DATA FOR THIS EXERCISE |
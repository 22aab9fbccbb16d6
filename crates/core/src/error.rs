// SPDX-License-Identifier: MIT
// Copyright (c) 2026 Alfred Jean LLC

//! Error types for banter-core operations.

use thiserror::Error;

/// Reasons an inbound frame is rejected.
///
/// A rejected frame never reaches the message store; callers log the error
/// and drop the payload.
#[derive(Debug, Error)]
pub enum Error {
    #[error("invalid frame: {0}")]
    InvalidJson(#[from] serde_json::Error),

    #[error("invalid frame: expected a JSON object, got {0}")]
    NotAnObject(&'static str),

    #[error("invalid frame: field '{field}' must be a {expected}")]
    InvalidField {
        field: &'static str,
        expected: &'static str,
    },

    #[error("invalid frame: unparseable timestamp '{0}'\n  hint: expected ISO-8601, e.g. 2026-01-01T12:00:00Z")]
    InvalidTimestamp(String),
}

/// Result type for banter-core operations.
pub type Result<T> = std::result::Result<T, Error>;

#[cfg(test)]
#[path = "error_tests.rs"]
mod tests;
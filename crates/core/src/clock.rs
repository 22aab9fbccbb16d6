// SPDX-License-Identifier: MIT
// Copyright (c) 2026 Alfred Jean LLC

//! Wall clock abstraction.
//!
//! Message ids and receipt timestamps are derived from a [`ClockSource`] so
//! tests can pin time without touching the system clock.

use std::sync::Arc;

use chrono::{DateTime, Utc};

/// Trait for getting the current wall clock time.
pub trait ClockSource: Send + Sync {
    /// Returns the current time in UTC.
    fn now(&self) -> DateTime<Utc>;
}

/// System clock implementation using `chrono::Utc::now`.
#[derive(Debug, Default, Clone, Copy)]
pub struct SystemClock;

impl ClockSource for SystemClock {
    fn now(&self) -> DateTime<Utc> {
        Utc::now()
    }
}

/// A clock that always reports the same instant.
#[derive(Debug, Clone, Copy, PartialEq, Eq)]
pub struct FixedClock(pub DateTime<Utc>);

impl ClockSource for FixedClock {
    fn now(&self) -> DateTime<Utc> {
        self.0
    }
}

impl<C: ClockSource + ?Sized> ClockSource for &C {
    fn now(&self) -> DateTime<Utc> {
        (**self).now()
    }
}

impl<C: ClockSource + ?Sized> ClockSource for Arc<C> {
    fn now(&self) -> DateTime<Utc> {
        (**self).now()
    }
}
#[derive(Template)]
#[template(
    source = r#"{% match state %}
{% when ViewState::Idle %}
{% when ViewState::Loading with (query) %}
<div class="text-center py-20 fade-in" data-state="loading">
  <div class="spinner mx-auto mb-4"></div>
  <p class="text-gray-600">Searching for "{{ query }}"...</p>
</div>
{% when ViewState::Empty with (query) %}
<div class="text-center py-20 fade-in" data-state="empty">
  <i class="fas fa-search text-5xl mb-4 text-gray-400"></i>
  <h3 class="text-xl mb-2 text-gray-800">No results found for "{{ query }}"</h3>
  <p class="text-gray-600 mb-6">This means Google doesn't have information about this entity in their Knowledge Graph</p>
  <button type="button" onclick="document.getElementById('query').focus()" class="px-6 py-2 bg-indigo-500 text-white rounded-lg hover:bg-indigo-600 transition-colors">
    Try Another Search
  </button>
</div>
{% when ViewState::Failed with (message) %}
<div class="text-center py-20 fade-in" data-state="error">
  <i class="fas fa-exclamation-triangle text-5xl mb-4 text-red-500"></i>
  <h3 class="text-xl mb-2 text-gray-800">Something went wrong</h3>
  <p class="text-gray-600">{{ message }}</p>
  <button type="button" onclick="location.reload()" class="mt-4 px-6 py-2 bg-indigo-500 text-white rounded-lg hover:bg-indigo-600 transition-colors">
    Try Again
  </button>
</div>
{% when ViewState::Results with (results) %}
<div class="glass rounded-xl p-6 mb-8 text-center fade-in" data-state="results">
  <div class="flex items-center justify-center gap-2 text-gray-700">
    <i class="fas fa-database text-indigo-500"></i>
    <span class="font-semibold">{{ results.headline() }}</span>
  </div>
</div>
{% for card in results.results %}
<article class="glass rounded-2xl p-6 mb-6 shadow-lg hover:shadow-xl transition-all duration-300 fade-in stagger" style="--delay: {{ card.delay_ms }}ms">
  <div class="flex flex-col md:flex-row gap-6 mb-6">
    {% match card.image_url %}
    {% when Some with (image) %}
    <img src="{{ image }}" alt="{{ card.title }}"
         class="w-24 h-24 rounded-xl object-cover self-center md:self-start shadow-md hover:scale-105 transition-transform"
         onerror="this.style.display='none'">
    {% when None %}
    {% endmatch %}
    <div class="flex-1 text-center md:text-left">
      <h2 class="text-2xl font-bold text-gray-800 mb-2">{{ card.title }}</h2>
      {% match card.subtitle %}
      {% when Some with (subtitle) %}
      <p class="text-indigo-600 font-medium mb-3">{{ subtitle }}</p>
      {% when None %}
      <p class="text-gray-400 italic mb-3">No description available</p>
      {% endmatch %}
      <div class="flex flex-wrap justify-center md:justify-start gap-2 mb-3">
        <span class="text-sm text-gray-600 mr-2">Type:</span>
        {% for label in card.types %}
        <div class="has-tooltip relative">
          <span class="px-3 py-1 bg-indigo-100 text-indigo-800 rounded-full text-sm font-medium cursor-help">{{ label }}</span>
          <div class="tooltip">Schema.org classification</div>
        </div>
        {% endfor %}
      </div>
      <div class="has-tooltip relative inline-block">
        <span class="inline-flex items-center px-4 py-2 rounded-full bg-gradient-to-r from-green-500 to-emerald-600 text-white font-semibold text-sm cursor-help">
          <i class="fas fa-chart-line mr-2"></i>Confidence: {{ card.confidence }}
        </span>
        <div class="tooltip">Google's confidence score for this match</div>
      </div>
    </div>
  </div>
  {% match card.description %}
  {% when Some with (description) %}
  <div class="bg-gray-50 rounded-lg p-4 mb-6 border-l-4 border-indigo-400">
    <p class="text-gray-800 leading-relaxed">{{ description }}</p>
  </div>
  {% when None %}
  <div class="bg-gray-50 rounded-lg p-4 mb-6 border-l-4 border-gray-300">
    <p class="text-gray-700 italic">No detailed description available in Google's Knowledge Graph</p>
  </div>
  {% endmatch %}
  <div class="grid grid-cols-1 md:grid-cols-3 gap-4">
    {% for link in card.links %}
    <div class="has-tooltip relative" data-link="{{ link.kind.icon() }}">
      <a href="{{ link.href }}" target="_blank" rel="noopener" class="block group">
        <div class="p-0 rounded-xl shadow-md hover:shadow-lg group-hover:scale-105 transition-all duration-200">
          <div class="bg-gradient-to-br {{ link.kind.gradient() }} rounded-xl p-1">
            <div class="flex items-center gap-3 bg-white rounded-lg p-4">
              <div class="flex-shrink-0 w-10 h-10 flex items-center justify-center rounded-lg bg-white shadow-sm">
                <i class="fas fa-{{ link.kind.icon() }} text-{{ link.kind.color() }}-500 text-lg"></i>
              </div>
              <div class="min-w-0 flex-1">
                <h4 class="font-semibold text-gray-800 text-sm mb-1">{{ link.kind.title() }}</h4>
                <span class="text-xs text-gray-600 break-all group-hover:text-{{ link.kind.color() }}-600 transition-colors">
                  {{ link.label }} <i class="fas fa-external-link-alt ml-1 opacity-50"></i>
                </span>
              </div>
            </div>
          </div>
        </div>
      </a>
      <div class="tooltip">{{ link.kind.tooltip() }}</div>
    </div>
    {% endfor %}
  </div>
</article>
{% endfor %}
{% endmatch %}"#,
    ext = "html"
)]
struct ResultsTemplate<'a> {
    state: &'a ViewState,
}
* * *
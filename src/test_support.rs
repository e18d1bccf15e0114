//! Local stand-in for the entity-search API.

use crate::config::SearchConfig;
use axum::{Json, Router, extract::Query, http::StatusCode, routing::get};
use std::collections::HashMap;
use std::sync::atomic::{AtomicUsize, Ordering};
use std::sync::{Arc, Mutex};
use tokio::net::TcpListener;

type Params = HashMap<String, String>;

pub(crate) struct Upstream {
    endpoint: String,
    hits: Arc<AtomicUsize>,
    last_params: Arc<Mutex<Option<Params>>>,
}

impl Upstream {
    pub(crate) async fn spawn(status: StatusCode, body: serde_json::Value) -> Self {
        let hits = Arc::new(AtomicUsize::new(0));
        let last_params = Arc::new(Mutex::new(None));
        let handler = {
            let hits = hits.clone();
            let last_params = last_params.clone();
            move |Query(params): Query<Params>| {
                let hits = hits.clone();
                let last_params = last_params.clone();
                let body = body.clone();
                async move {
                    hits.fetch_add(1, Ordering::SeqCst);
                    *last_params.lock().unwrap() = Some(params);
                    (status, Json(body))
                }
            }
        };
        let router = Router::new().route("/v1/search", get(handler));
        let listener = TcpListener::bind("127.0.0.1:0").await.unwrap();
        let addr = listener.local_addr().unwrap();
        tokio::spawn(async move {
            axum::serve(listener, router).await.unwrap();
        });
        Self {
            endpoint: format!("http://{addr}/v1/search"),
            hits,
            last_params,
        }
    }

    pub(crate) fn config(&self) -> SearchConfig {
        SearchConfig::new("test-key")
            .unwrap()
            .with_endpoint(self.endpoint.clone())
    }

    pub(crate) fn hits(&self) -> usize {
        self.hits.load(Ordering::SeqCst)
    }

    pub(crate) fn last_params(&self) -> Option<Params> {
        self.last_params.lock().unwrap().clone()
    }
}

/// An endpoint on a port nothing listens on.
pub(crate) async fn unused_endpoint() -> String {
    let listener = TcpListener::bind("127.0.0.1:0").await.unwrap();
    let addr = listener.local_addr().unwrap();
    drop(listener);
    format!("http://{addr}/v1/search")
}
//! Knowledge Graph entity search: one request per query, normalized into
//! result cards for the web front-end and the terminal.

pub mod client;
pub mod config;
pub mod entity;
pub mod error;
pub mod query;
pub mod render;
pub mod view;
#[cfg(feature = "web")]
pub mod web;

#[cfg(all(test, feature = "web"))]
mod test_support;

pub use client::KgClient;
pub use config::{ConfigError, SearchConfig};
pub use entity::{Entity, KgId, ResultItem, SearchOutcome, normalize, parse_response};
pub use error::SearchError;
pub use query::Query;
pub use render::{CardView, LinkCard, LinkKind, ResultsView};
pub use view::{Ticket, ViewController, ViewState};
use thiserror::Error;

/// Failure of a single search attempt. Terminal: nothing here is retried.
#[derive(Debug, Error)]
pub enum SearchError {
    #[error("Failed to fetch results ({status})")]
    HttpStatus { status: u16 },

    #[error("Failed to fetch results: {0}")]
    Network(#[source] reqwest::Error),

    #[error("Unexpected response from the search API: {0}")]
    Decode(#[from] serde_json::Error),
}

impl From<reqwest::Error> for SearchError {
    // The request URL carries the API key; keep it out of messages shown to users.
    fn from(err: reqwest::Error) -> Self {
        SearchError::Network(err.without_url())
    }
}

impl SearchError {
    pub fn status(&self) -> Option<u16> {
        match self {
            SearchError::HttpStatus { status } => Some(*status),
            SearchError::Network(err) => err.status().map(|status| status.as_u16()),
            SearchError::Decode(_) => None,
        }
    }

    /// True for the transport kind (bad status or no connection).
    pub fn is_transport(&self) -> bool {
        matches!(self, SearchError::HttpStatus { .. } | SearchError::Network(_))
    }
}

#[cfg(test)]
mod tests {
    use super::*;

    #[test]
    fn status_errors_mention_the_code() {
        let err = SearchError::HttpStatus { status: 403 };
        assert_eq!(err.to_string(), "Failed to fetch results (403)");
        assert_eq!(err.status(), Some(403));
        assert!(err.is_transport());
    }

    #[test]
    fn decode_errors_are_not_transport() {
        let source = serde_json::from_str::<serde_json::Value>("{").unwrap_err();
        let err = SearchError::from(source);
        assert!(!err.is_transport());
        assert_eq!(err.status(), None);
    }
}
---
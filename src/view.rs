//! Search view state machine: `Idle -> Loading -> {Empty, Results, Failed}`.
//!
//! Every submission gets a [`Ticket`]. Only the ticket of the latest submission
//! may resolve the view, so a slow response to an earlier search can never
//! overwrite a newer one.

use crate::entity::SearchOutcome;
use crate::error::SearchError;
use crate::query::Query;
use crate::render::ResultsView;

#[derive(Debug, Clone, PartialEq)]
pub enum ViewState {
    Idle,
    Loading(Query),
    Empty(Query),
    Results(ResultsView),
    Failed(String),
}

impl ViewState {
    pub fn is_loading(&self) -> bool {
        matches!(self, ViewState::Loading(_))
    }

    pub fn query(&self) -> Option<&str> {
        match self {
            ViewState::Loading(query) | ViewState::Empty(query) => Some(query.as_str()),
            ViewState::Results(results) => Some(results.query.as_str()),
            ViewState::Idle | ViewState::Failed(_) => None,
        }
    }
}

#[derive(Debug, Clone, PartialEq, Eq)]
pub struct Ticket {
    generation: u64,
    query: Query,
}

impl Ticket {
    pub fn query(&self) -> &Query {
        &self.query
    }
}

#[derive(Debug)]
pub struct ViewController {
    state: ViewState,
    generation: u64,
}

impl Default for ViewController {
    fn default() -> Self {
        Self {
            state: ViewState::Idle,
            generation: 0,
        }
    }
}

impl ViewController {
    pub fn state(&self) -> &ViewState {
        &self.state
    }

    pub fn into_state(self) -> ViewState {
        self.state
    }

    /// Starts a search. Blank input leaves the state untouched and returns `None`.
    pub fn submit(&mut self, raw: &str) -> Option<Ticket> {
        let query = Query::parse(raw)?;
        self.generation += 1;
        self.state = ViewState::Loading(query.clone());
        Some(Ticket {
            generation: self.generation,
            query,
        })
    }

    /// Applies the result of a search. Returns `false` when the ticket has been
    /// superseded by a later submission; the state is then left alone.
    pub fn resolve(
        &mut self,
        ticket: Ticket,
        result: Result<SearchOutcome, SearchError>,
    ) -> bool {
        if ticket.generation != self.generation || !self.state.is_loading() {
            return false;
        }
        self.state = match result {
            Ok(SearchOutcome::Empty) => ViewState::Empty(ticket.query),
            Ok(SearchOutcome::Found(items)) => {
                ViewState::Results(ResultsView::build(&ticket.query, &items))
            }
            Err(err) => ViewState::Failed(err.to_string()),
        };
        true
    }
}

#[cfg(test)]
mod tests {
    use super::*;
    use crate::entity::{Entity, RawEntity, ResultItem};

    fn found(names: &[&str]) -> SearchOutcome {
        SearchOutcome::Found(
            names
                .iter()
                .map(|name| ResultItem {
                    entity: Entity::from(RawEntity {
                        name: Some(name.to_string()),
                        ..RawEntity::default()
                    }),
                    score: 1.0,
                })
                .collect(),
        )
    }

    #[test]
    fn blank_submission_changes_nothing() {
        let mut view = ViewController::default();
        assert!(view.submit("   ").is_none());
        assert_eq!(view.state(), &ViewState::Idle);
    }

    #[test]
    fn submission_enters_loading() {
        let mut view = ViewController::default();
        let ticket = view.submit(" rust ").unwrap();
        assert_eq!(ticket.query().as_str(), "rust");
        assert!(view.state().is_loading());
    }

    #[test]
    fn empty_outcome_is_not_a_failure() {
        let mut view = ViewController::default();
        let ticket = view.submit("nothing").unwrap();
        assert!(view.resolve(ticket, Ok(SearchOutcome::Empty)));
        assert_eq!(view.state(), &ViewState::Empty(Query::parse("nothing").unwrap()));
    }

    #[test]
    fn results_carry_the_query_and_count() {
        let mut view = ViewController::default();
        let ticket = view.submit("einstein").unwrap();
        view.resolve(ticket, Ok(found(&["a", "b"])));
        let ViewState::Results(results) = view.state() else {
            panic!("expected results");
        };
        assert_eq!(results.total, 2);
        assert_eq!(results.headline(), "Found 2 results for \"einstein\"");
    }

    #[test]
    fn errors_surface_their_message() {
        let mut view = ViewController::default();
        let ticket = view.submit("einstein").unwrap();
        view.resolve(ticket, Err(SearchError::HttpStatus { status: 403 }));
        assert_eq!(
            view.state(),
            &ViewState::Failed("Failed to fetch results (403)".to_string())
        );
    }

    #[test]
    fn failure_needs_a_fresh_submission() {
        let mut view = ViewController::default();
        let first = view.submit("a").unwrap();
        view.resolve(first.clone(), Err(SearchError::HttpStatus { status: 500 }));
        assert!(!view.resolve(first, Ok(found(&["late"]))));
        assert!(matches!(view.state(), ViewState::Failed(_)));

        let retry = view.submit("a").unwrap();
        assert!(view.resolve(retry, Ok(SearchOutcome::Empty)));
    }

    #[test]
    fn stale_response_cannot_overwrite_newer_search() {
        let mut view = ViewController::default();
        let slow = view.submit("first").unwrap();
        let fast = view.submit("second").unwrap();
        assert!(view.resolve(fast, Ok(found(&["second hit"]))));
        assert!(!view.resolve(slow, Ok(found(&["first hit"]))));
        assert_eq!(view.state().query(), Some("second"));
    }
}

EXERCISE GOAL |
Figure out how many lines of the material include the string "style", and reply with only that figure.

OUTPUT |
2